Brighton Fringe 2019
Intolerable Side Effects
Claire Parry
Genre: Clown, Comedy, Feminist Theatre
Venue: The Warren
Festival: Brighton Fringe
Low Down
In this skilfully performed and surprisingly powerful clown polemic, Claire Parry lays bare the unfair distribution of responsibility between genders when it comes to contraception. Dressed as a rabbit.
Review
I walked into the theatre as a man who’d never really questioned the politics of contraception, and I walked out convinced that the gender disparity in contraceptive responsibility is one of the top five injustices facing our modern world. For a piece to have such a profound effect on this hardened theatre critic’s political stance, and for it to simultaneously provide such a stream of delightful belly-chuckles, it must be doing something right.
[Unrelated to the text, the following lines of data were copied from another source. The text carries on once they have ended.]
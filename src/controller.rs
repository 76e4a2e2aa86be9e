//! Main panel controller - one polling step per tick.
//!
//! [`PanelController`] owns every device and runs the same cycle on each
//! call to [`tick`](PanelController::tick):
//!
//! 1. Poll the touch sensor and normalize the reading
//! 2. Resolve press/release into at most one click
//! 3. Dispatch the clicked command once
//! 4. Update the status line and mark the view dirty
//!
//! Errors are logged and folded into the returned [`TickOutcome`]; nothing
//! here stops the loop.
//!
//! # Example
//!
//! ```rust
//! use cyd_remote::{Config, PanelCommand, PanelController, TickOutcome};
//! use cyd_remote::hal::{MockTouch, MockTransport};
//!
//! let config = Config::default();
//! let mut controller =
//!     PanelController::from_config(MockTouch::new(), MockTransport::new(), &config).unwrap();
//!
//! // A tap near the top-left corner of the screen hits "Prop Start"
//! controller.sensor_mut().queue_tap(400, 500);
//! assert_eq!(controller.tick(0), TickOutcome::Idle);
//! assert_eq!(controller.tick(5), TickOutcome::Dispatched(PanelCommand::PropStart));
//! assert_eq!(controller.panel().status(), Some("Sent: PROP_START"));
//! ```

use core::fmt::Write;

use crate::commands::PanelCommand;
use crate::config::Config;
use crate::dispatch::Dispatcher;
use crate::error::PanelError;
use crate::panel::{ControlPanel, PanelLayout, PanelView, StatusLine};
use crate::touch::TouchNormalizer;
use crate::traits::{CommandTransport, TouchSensor};

/// Default time a status line stays visible.
pub const DEFAULT_STATUS_HOLD_MS: u64 = 2000;

/// Result of one polling step.
#[derive(Clone, Copy, Debug, PartialEq, Eq)]
pub enum TickOutcome {
    /// No click completed.
    Idle,
    /// A click was delivered to the transport.
    Dispatched(PanelCommand),
    /// A click was resolved but could not be delivered.
    Failed(PanelCommand, PanelError),
}

/// Drives touch input through the panel to the dispatcher.
///
/// # Type Parameters
///
/// - `S`: The touch controller ([`TouchSensor`] trait)
/// - `T`: The link to the receiver ([`CommandTransport`] trait)
pub struct PanelController<S: TouchSensor, T: CommandTransport> {
    sensor: S,
    normalizer: TouchNormalizer,
    panel: ControlPanel,
    dispatcher: Dispatcher<T>,
    status_hold_ms: u64,
    status_until: Option<u64>,
    redraw: bool,
}

impl<S: TouchSensor, T: CommandTransport> PanelController<S, T> {
    /// Creates a controller from its parts.
    ///
    /// The first call to [`take_redraw`](Self::take_redraw) returns true so
    /// the initial frame gets drawn.
    pub fn new(
        sensor: S,
        normalizer: TouchNormalizer,
        panel: ControlPanel,
        dispatcher: Dispatcher<T>,
    ) -> Self {
        Self {
            sensor,
            normalizer,
            panel,
            dispatcher,
            status_hold_ms: DEFAULT_STATUS_HOLD_MS,
            status_until: None,
            redraw: true,
        }
    }

    /// Builds the standard panel from configuration.
    pub fn from_config(sensor: S, transport: T, config: &Config) -> Result<Self, PanelError> {
        let normalizer = config.touch.normalizer()?;
        let layout = PanelLayout::standard(config.touch.screen, &config.panel.rpm_presets);
        let dispatcher = Dispatcher::new(transport, &config.link, config.panel.rpm_limits);
        Ok(Self::new(sensor, normalizer, ControlPanel::new(layout), dispatcher)
            .with_status_hold_ms(config.panel.status_hold_ms as u64))
    }

    /// Sets how long status lines stay visible.
    pub fn with_status_hold_ms(mut self, ms: u64) -> Self {
        self.status_hold_ms = ms;
        self
    }

    /// Runs one polling step.
    pub fn tick(&mut self, now_ms: u64) -> TickOutcome {
        self.expire_status(now_ms);

        // A failed read says nothing about the pen, so the press state is
        // left as it was until the next good reading
        let pointer = match self.normalizer.read(&mut self.sensor) {
            Ok(pointer) => pointer,
            Err(e) => {
                log::warn!("Touch read failed: {}", e);
                return TickOutcome::Idle;
            }
        };

        let highlighted = self.panel.highlighted();
        let clicked = self.panel.handle(pointer);
        if self.panel.highlighted() != highlighted {
            self.redraw = true;
        }

        let Some(cmd) = clicked else {
            return TickOutcome::Idle;
        };

        let mut line = StatusLine::new();
        let outcome = match self.dispatcher.dispatch(cmd) {
            Ok(payload) => {
                let _ = write!(line, "Sent: {}", payload);
                TickOutcome::Dispatched(cmd)
            }
            Err(e) => {
                let _ = write!(line, "Failed: {}", cmd.payload());
                TickOutcome::Failed(cmd, e)
            }
        };

        self.panel.set_status(&line);
        self.status_until = Some(now_ms.saturating_add(self.status_hold_ms));
        self.redraw = true;
        outcome
    }

    fn expire_status(&mut self, now_ms: u64) {
        if let Some(until) = self.status_until {
            if now_ms >= until {
                self.panel.clear_status();
                self.status_until = None;
                self.redraw = true;
            }
        }
    }

    /// Returns true once per visible change.
    pub fn take_redraw(&mut self) -> bool {
        core::mem::take(&mut self.redraw)
    }

    /// Snapshot for the display.
    pub fn view(&self) -> PanelView<'_> {
        self.panel.view()
    }

    /// The touch sensor.
    pub fn sensor(&self) -> &S {
        &self.sensor
    }

    /// Mutable access to the touch sensor.
    pub fn sensor_mut(&mut self) -> &mut S {
        &mut self.sensor
    }

    /// The normalizer, including its current calibration.
    pub fn normalizer(&self) -> &TouchNormalizer {
        &self.normalizer
    }

    /// The control panel.
    pub fn panel(&self) -> &ControlPanel {
        &self.panel
    }

    /// The dispatcher.
    pub fn dispatcher(&self) -> &Dispatcher<T> {
        &self.dispatcher
    }

    /// Mutable access to the dispatcher.
    pub fn dispatcher_mut(&mut self) -> &mut Dispatcher<T> {
        &mut self.dispatcher
    }
}

#[cfg(test)]
mod tests {
    use super::*;
    use crate::error::TransmitFailure;
    use crate::hal::{MockTouch, MockTransport};

    fn controller() -> PanelController<MockTouch, MockTransport> {
        PanelController::from_config(MockTouch::new(), MockTransport::new(), &Config::default())
            .unwrap()
    }

    // Raw reading landing in the "Prop Start" cell under default calibration
    const PROP_START_RAW: (u16, u16) = (400, 500);

    #[test]
    fn first_frame_needs_drawing() {
        let mut c = controller();
        assert!(c.take_redraw());
        assert!(!c.take_redraw());
    }

    #[test]
    fn idle_when_untouched() {
        let mut c = controller();
        c.take_redraw();
        assert_eq!(c.tick(0), TickOutcome::Idle);
        assert!(!c.take_redraw());
        assert!(c.dispatcher().transport().sent.is_empty());
    }

    #[test]
    fn tap_dispatches_on_release() {
        let mut c = controller();
        let (x, y) = PROP_START_RAW;
        c.sensor_mut().queue_tap(x, y);

        assert_eq!(c.tick(0), TickOutcome::Idle);
        assert!(c.take_redraw());
        assert_eq!(c.view().highlighted, Some(0));

        assert_eq!(c.tick(5), TickOutcome::Dispatched(PanelCommand::PropStart));
        assert_eq!(c.dispatcher().transport().sent[0].1, b"PROP_START");
        assert!(c.take_redraw());
    }

    #[test]
    fn status_expires_after_hold() {
        let mut c = controller().with_status_hold_ms(100);
        let (x, y) = PROP_START_RAW;
        c.sensor_mut().queue_tap(x, y);
        c.tick(0);
        c.tick(10);
        assert_eq!(c.panel().status(), Some("Sent: PROP_START"));
        c.take_redraw();

        c.tick(50);
        assert!(!c.take_redraw());
        c.tick(110);
        assert_eq!(c.panel().status(), None);
        assert!(c.take_redraw());
    }

    #[test]
    fn failed_send_is_reported_and_loop_continues() {
        let mut c = controller();
        let (x, y) = PROP_START_RAW;
        c.dispatcher_mut().transport_mut().fail_next(1);

        c.sensor_mut().queue_tap(x, y);
        c.tick(0);
        assert_eq!(
            c.tick(5),
            TickOutcome::Failed(
                PanelCommand::PropStart,
                PanelError::TransmitFailure(TransmitFailure::SendRejected)
            )
        );
        assert_eq!(c.panel().status(), Some("Failed: PROP_START"));

        c.sensor_mut().queue_tap(x, y);
        c.tick(10);
        assert_eq!(c.tick(15), TickOutcome::Dispatched(PanelCommand::PropStart));
    }

    #[test]
    fn sensor_error_while_idle_is_skipped() {
        let mut c = controller();
        c.take_redraw();
        c.sensor_mut().fail_next(1);
        assert_eq!(c.tick(0), TickOutcome::Idle);
        assert!(!c.take_redraw());

        let (x, y) = PROP_START_RAW;
        c.sensor_mut().queue_tap(x, y);
        c.tick(5);
        assert_eq!(c.tick(10), TickOutcome::Dispatched(PanelCommand::PropStart));
    }

    #[test]
    fn sensor_error_mid_press_keeps_the_press() {
        let mut c = controller();
        let (x, y) = PROP_START_RAW;
        c.sensor_mut().queue_press(x, y);
        assert_eq!(c.tick(0), TickOutcome::Idle);

        c.sensor_mut().fail_next(1);
        assert_eq!(c.tick(5), TickOutcome::Idle);
        assert_eq!(c.view().highlighted, Some(0));
        assert!(c.dispatcher().transport().sent.is_empty());

        c.sensor_mut().queue_tap(x, y);
        c.tick(10);
        assert_eq!(c.tick(15), TickOutcome::Dispatched(PanelCommand::PropStart));
        assert_eq!(c.dispatcher().transport().sent_payloads(), ["PROP_START"]);
    }
}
The chief way in which this show achieves its magic is by transposing the human to the leporine (I had to look that up – it means “to do with rabbits”). The masterstroke of making the main character a rabbit is both thematically illuminating and rich in comic potential. Rabbits are renownedly randy, a trait they share with our heroine Diane, hence the urgency in acquiring effective contraception that kickstarts the whole saga. Instead of taking a contraceptive pill, Diane is encouraged to eat celery. Instead of the standard side-effects that accompany pill-taking, Diane’s chief side-effect is a little more…Thumper from Bambi, perhaps. These parallels distance us from the immediacy of the message, allowing it to seep in more subtly. And more funnylike.
The script is perhaps surprisingly unpuntastic – as far as I recall, there’s no bunny in the oven, no hopping into bed, no digging yourself into a hole. Again, it’s subtler than that. Cleverer.
Though it’s a solo show, many characters populate the stage, drawn in varying degrees of detail. One particularly effective character, who appears only in the form of a pre-recorded voice, is the utterly frustrating family planning nurse who prescribes Diane’s contraceptives and completely fails to hear her complaints about their bizarre side-effects. Without giving too much away, during the play’s fabulous musical denouement, there’s a moment of redemption for this character which in an instant transforms her from two- to three-dimensional and gives us all hope that one day we will be listened to.
Claire Parry is an extremely adept physical clown, with lightning-fast character changes, particularly borne out by her presentation of the suave cliché-spouting buck (a male rabbit – again, had to look it up) who Diane dates on Tinder (the obligatory swiping scene during which she finds her match is hilarious).
This is a wonderfully loveable hour of entertainment that left me feeling all warm and fluffy. It achieves its intended goal of bringing an under-discussed facet of gender relations into the spotlight, and, into the bargain, introduces the world to a top-notch comic performer and writer. I sincerely hope there will be a continuation to Diane’s saga. I’ll be there on the front row, shaking my celery.